Because every spinal cord injury is unique, paraplegia recovery time will vary for each individual. As previously mentioned, intensity, specificity, and time play critical roles in the recovery process.
Individuals must be willing to put in the effort to recover. What many people don’t realize is that the exercises practiced in a physical therapy session are usually not enough. Thousands of repetitions are required to promote neuroadaptive changes in the spinal cord, so it’s essential to also practice at home.
Interactive neurorehabilitation devices can help motivate spinal cord injury survivors to be consistent with PT at home. For example, the FitMi home therapy system helps target the full-body and encourages hundreds of repetitions per half-hour session.
Generally, individuals who intensely pursue rehabilitation improve quicker and ultimately require less physical therapy. This often makes it worth investing in physical therapy tools that help motivate a consistent regimen.
It’s also important to understand that that recovery is not linear. The spinal cord never runs out of neuroplasticity and individuals can improve years after their injury. Even after periods of no noticeable progress, recovery is possible as long as you continue to practice weakened movements.

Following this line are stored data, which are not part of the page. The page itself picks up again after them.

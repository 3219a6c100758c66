use serde::{Deserialize, Serialize};
use std::fmt;
use std::str::FromStr;
use thiserror::Error;

use crate::rules::GameRules;

#[derive(Debug, Error, PartialEq, Eq)]
pub enum UserInvariantError {
    #[error("match counters exceed games played (victories={victories}, defeats={defeats}, games_played={games_played})")]
    CountersExceedGames {
        victories: u64,
        defeats: u64,
        games_played: u64,
    },
    #[error("ghost {tier} packs exceed raw packs (ghost={ghost}, raw={raw})")]
    GhostExceedsRaw {
        tier: PackTier,
        ghost: u64,
        raw: u64,
    },
}

/// Languages the bot ships translations for.
#[derive(Clone, Copy, Debug, Default, PartialEq, Eq, Hash, Serialize, Deserialize)]
pub enum Locale {
    #[default]
    #[serde(rename = "en_US")]
    EnUs,
    #[serde(rename = "uk_UA")]
    UkUa,
    #[serde(rename = "ru_RU")]
    RuRu,
    #[serde(rename = "cs_CZ")]
    CsCz,
}

impl Locale {
    pub const ALL: [Locale; 4] = [Locale::EnUs, Locale::UkUa, Locale::RuRu, Locale::CsCz];

    pub fn as_str(&self) -> &'static str {
        match self {
            Locale::EnUs => "en_US",
            Locale::UkUa => "uk_UA",
            Locale::RuRu => "ru_RU",
            Locale::CsCz => "cs_CZ",
        }
    }

    /// Maps a messaging-platform language code (`"uk"`, `"ru"`, ...) to a locale,
    /// falling back to English.
    pub fn from_language_code(code: Option<&str>) -> Self {
        match code.map(|code| code.to_ascii_lowercase()) {
            Some(code) if code == "uk" => Locale::UkUa,
            Some(code) if code == "ru" => Locale::RuRu,
            Some(code) if code == "cs" => Locale::CsCz,
            _ => Locale::EnUs,
        }
    }
}

impl fmt::Display for Locale {
    fn fmt(&self, f: &mut fmt::Formatter<'_>) -> fmt::Result {
        f.write_str(self.as_str())
    }
}

impl FromStr for Locale {
    type Err = &'static str;

    fn from_str(value: &str) -> Result<Self, Self::Err> {
        Locale::ALL
            .into_iter()
            .find(|locale| locale.as_str().eq_ignore_ascii_case(value))
            .ok_or("valid values: en_US, uk_UA, ru_RU, cs_CZ")
    }
}

#[derive(Clone, Copy, Debug, PartialEq, Eq, Hash, Serialize, Deserialize)]
#[serde(rename_all = "snake_case")]
pub enum PackTier {
    Small,
    Medium,
    Big,
}

impl fmt::Display for PackTier {
    fn fmt(&self, f: &mut fmt::Formatter<'_>) -> fmt::Result {
        f.write_str(match self {
            PackTier::Small => "small",
            PackTier::Medium => "medium",
            PackTier::Big => "big",
        })
    }
}

#[derive(Clone, Debug, PartialEq, Eq, Default, Serialize, Deserialize)]
pub struct UserProfile {
    pub name: String,
    pub locale: Locale,
    /// Unix seconds.
    pub registered_at: u64,
}

#[derive(Clone, Debug, PartialEq, Eq, Default, Serialize, Deserialize)]
pub struct UserBalances {
    pub coins: u64,
    pub tickets: u64,
    pub cups: u64,
    /// Lifetime coins credited from rewards; never decreases.
    pub received_coins: u64,
    /// Lifetime tickets credited from rewards; never decreases.
    pub received_tickets: u64,
}

#[derive(Clone, Debug, PartialEq, Eq, Default, Serialize, Deserialize)]
pub struct MatchRecord {
    pub games_played: u64,
    pub victories: u64,
    pub defeats: u64,
}

impl MatchRecord {
    pub fn draws(&self) -> u64 {
        self.games_played
            .saturating_sub(self.victories.saturating_add(self.defeats))
    }
}

#[derive(Clone, Debug, PartialEq, Eq, Default, Serialize, Deserialize)]
pub struct PackCounts {
    pub small: u64,
    pub medium: u64,
    pub big: u64,
}

impl PackCounts {
    pub fn get(&self, tier: PackTier) -> u64 {
        match tier {
            PackTier::Small => self.small,
            PackTier::Medium => self.medium,
            PackTier::Big => self.big,
        }
    }

    pub fn add(&mut self, tier: PackTier, count: u64) {
        let slot = match tier {
            PackTier::Small => &mut self.small,
            PackTier::Medium => &mut self.medium,
            PackTier::Big => &mut self.big,
        };
        *slot = slot.saturating_add(count);
    }
}

#[derive(Clone, Debug, PartialEq, Eq, Default, Serialize, Deserialize)]
pub struct BanState {
    pub is_banned: bool,
    /// Unix seconds; `None` with `is_banned` set means indefinite.
    pub ban_end: Option<u64>,
}

impl BanState {
    pub fn is_active(&self, now: u64) -> bool {
        self.is_banned && self.ban_end.map_or(true, |end| end > now)
    }
}

/// One registered player.
///
/// `packs` holds the raw counts shown to the user, ghost grants included. `ghost_packs`
/// tracks the administratively credited share of those counts so it can be removed from
/// the success score.
#[derive(Clone, Debug, PartialEq, Eq, Default, Serialize, Deserialize)]
pub struct UserRecord {
    pub user_id: u64,
    pub profile: UserProfile,
    pub balances: UserBalances,
    pub record: MatchRecord,
    pub packs: PackCounts,
    pub ghost_packs: PackCounts,
    pub referrals: u64,
    pub minigame_attempts_left: u32,
    pub ban: BanState,
}

impl UserRecord {
    pub fn new(user_id: u64, name: String, locale: Locale, now: u64, rules: &GameRules) -> Self {
        Self {
            user_id,
            profile: UserProfile {
                name,
                locale,
                registered_at: now,
            },
            balances: UserBalances {
                coins: rules.starting_coins,
                tickets: rules.starting_tickets,
                ..UserBalances::default()
            },
            record: MatchRecord::default(),
            packs: PackCounts::default(),
            ghost_packs: PackCounts::default(),
            referrals: 0,
            minigame_attempts_left: rules.daily_minigame_attempts,
            ban: BanState::default(),
        }
    }

    pub fn validate_invariants(&self) -> Result<(), UserInvariantError> {
        let MatchRecord {
            games_played,
            victories,
            defeats,
        } = self.record;
        if victories.saturating_add(defeats) > games_played {
            return Err(UserInvariantError::CountersExceedGames {
                victories,
                defeats,
                games_played,
            });
        }
        for tier in [PackTier::Small, PackTier::Medium, PackTier::Big] {
            let (ghost, raw) = (self.ghost_packs.get(tier), self.packs.get(tier));
            if ghost > raw {
                return Err(UserInvariantError::GhostExceedsRaw { tier, ghost, raw });
            }
        }
        Ok(())
    }

    pub fn can_afford(&self, coins: u64, tickets: u64) -> bool {
        self.balances.coins >= coins && self.balances.tickets >= tickets
    }
}
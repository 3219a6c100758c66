//! Pitchside domain types.
//!
//! Defines the user ledger record, gameplay rules and constants, the report values produced
//! by matches and penalty series, and the error taxonomy shared by the execution layer and
//! the server.

pub mod constants;
mod error;
mod report;
mod rules;
mod user;

pub use error::GameError;
pub use report::*;
pub use rules::{GameRules, RulesError, ScoreCoefficients};
pub use user::*;

#[cfg(test)]
mod tests;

The Importance of Physical Therapy for Paraplegia Recovery
Physical therapy does not guarantee a full recovery from paraplegia, but it will help stimulate neural pathways in the spinal cord and minimize the risk of complications like stiffness, muscle atrophy, and poor circulation.
Highly-repetitive, task-specific exercise is essential for promoting neuroplasticity in the spinal cord, and physical therapy will guide individuals through exercises that can help.
Hopefully, this article helped you understand the importance of physical therapy for paraplegia recovery. Good luck!